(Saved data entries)
::::

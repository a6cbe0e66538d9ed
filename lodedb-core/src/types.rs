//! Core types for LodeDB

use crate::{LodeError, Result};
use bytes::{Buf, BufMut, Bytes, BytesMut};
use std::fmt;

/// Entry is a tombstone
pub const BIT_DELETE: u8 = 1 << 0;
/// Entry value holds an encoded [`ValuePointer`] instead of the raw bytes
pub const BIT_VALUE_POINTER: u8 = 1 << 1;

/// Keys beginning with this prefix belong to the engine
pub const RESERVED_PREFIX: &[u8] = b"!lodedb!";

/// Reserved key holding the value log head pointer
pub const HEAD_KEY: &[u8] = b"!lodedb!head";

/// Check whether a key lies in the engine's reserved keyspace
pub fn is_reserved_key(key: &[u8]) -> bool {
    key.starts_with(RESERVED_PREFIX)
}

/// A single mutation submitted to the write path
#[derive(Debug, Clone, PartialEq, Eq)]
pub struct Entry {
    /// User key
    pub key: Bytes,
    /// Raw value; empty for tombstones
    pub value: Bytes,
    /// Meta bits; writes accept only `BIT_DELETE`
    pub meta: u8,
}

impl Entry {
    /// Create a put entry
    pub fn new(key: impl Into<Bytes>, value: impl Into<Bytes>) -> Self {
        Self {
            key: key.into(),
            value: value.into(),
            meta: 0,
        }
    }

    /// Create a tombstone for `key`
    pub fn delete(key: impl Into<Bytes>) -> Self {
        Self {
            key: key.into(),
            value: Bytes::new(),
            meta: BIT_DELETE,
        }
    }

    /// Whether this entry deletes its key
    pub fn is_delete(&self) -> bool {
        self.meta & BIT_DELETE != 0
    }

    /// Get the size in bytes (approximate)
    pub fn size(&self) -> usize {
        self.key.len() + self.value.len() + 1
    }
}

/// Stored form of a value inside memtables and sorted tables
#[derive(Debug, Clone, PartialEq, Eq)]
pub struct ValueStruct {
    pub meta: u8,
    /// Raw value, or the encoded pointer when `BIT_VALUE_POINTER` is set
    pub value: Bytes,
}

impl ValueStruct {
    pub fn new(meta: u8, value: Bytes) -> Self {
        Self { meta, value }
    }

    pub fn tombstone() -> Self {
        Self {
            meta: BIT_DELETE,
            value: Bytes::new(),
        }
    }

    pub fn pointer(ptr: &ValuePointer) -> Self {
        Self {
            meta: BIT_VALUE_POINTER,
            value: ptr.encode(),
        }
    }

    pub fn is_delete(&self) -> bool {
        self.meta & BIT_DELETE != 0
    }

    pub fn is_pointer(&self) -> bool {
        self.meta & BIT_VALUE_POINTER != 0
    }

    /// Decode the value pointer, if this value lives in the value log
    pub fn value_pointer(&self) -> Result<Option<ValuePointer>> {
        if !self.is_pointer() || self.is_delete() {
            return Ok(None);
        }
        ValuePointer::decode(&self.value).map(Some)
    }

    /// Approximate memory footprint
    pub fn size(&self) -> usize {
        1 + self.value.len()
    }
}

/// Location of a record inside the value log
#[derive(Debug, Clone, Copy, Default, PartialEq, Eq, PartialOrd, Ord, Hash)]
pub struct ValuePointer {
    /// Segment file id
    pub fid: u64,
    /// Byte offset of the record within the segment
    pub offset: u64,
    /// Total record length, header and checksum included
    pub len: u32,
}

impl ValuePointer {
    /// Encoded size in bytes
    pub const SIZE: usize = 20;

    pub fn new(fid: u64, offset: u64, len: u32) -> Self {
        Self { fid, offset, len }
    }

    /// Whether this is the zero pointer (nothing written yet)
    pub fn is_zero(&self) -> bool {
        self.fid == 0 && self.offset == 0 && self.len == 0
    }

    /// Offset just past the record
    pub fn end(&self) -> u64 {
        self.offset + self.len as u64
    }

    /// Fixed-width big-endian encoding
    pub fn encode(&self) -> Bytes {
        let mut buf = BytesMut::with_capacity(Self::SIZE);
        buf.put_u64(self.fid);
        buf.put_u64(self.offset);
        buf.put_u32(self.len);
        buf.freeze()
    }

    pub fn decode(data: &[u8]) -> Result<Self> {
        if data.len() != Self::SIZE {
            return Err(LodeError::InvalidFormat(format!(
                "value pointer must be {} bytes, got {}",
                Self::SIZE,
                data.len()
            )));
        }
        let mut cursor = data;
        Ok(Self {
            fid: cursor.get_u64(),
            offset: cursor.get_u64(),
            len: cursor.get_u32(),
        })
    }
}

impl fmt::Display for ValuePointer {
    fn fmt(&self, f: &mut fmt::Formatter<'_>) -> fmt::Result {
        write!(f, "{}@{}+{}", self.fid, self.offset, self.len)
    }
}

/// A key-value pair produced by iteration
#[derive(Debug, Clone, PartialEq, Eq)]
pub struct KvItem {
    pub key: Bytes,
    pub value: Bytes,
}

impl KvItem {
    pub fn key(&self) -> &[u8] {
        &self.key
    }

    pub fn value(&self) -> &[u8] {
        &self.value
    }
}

::::

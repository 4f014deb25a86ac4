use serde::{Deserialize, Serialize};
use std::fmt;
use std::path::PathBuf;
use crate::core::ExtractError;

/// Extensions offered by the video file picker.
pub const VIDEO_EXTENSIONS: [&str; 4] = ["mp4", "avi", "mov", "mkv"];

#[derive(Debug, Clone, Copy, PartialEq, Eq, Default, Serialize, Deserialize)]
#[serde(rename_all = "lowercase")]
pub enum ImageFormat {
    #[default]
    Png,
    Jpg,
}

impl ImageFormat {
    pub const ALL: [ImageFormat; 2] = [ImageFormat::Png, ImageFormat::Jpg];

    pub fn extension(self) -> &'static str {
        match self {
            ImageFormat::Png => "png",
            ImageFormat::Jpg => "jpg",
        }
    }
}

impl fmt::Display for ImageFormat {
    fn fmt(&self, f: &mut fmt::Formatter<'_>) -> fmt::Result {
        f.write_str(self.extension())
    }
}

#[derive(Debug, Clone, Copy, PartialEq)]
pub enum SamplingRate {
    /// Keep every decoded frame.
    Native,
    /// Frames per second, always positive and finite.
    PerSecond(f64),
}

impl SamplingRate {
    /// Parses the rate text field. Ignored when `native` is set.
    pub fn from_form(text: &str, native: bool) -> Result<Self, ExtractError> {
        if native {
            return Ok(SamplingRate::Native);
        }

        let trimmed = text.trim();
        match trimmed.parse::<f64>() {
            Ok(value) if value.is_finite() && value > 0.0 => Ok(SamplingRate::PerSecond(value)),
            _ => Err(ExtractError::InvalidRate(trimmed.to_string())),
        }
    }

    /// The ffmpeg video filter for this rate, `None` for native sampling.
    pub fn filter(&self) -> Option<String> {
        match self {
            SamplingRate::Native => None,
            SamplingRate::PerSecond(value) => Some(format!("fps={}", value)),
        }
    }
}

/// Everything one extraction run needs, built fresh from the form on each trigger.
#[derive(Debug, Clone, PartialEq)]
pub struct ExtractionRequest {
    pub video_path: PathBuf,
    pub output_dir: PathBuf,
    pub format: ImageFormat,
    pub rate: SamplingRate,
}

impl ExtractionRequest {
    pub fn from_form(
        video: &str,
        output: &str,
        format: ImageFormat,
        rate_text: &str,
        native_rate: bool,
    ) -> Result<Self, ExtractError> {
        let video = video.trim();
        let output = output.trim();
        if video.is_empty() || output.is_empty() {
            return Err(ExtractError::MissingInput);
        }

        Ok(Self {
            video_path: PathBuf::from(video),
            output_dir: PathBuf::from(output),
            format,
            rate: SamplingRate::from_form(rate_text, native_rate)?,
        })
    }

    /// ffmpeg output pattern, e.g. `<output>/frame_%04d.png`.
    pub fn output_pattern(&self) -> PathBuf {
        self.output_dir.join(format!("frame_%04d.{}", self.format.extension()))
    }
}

::::

From the records above, copy only the lines starting with the line that holds "the write path" and going on through the line that holds "in the value log", exactly as written.

Task response
/// A single mutation submitted to the write path
#[derive(Debug, Clone, PartialEq, Eq)]
pub struct Entry {
    /// User key
    pub key: Bytes,
    /// Raw value; empty for tombstones
    pub value: Bytes,
    /// Meta bits; writes accept only `BIT_DELETE`
    pub meta: u8,
}

impl Entry {
    /// Create a put entry
    pub fn new(key: impl Into<Bytes>, value: impl Into<Bytes>) -> Self {
        Self {
            key: key.into(),
            value: value.into(),
            meta: 0,
        }
    }

    /// Create a tombstone for `key`
    pub fn delete(key: impl Into<Bytes>) -> Self {
        Self {
            key: key.into(),
            value: Bytes::new(),
            meta: BIT_DELETE,
        }
    }

    /// Whether this entry deletes its key
    pub fn is_delete(&self) -> bool {
        self.meta & BIT_DELETE != 0
    }

    /// Get the size in bytes (approximate)
    pub fn size(&self) -> usize {
        self.key.len() + self.value.len() + 1
    }
}

/// Stored form of a value inside memtables and sorted tables
#[derive(Debug, Clone, PartialEq, Eq)]
pub struct ValueStruct {
    pub meta: u8,
    /// Raw value, or the encoded pointer when `BIT_VALUE_POINTER` is set
    pub value: Bytes,
}

impl ValueStruct {
    pub fn new(meta: u8, value: Bytes) -> Self {
        Self { meta, value }
    }

    pub fn tombstone() -> Self {
        Self {
            meta: BIT_DELETE,
            value: Bytes::new(),
        }
    }

    pub fn pointer(ptr: &ValuePointer) -> Self {
        Self {
            meta: BIT_VALUE_POINTER,
            value: ptr.encode(),
        }
    }

    pub fn is_delete(&self) -> bool {
        self.meta & BIT_DELETE != 0
    }

    pub fn is_pointer(&self) -> bool {
        self.meta & BIT_VALUE_POINTER != 0
    }

    /// Decode the value pointer, if this value lives in the value log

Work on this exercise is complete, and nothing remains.